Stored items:
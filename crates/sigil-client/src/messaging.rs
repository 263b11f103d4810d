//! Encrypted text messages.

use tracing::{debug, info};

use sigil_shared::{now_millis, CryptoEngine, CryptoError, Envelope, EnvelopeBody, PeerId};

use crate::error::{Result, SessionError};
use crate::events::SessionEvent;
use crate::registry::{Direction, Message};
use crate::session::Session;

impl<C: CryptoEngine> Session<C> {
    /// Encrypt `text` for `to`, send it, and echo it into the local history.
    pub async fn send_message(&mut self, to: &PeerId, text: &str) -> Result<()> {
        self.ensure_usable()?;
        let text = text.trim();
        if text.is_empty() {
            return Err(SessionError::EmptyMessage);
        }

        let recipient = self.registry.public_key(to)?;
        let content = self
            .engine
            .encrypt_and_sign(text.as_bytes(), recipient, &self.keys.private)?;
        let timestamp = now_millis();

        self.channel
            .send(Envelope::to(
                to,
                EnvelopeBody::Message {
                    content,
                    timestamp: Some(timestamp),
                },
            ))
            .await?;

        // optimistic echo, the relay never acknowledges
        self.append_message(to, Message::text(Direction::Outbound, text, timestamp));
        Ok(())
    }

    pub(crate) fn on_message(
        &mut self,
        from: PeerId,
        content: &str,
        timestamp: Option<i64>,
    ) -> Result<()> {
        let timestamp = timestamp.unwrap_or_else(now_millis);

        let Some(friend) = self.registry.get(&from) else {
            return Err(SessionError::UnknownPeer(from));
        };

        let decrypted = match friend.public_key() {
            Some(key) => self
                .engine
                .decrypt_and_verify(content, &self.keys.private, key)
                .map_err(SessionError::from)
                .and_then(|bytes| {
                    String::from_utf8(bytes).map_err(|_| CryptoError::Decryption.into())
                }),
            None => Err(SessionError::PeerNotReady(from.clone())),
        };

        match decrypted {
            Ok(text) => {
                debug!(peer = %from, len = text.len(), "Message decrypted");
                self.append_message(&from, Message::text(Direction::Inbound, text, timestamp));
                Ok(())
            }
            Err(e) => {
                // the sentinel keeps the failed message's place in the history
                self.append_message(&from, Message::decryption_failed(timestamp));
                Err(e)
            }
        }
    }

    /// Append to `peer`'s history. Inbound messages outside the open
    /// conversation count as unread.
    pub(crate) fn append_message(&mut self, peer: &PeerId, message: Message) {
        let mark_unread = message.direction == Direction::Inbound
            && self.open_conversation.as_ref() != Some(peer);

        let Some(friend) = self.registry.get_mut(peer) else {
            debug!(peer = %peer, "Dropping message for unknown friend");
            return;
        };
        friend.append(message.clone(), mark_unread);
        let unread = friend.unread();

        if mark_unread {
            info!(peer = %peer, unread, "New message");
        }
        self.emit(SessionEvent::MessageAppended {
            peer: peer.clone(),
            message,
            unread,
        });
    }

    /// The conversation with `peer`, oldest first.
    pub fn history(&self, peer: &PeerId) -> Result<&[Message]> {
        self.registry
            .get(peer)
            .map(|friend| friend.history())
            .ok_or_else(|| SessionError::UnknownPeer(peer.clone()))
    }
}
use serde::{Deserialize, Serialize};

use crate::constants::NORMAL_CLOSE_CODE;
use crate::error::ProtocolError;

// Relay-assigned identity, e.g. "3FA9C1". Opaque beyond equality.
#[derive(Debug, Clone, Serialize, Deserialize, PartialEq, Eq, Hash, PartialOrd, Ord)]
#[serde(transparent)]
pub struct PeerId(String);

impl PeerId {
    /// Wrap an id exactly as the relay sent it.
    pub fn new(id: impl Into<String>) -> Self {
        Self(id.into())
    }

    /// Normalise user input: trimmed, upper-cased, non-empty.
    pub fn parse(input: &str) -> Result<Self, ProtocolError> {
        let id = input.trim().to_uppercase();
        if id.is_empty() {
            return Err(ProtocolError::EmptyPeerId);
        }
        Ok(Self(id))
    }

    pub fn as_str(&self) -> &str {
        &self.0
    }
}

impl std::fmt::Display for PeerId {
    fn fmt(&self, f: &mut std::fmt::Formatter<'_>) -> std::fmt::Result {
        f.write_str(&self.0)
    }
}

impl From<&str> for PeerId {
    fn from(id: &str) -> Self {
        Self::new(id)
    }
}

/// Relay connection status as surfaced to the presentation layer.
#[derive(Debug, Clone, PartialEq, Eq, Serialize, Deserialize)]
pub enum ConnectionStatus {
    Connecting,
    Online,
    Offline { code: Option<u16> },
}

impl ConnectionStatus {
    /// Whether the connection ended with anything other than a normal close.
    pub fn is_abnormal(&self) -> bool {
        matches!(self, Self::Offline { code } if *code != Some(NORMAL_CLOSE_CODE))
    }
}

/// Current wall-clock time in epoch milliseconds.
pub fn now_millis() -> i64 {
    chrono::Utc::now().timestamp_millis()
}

- **Exercise requirements**
Given the records above, restate word for word only the lines starting at the one with "let decrypted = match" and ending at the one with "count as unread.".

- **Answer to the exercise**
        let decrypted = match friend.public_key() {
            Some(key) => self
                .engine
                .decrypt_and_verify(content, &self.keys.private, key)
                .map_err(SessionError::from)
                .and_then(|bytes| {
                    String::from_utf8(bytes).map_err(|_| CryptoError::Decryption.into())
                }),
            None => Err(SessionError::PeerNotReady(from.clone())),
        };

        match decrypted {
            Ok(text) => {
                debug!(peer = %from, len = text.len(), "Message decrypted");
                self.append_message(&from, Message::text(Direction::Inbound, text, timestamp));
                Ok(())
            }
            Err(e) => {
                // the sentinel keeps the failed message's place in the history
                self.append_message(&from, Message::decryption_failed(timestamp));
                Err(e)
            }
        }
    }

    /// Append to `peer`'s history. Inbound messages outside the open
    /// conversation count as unread.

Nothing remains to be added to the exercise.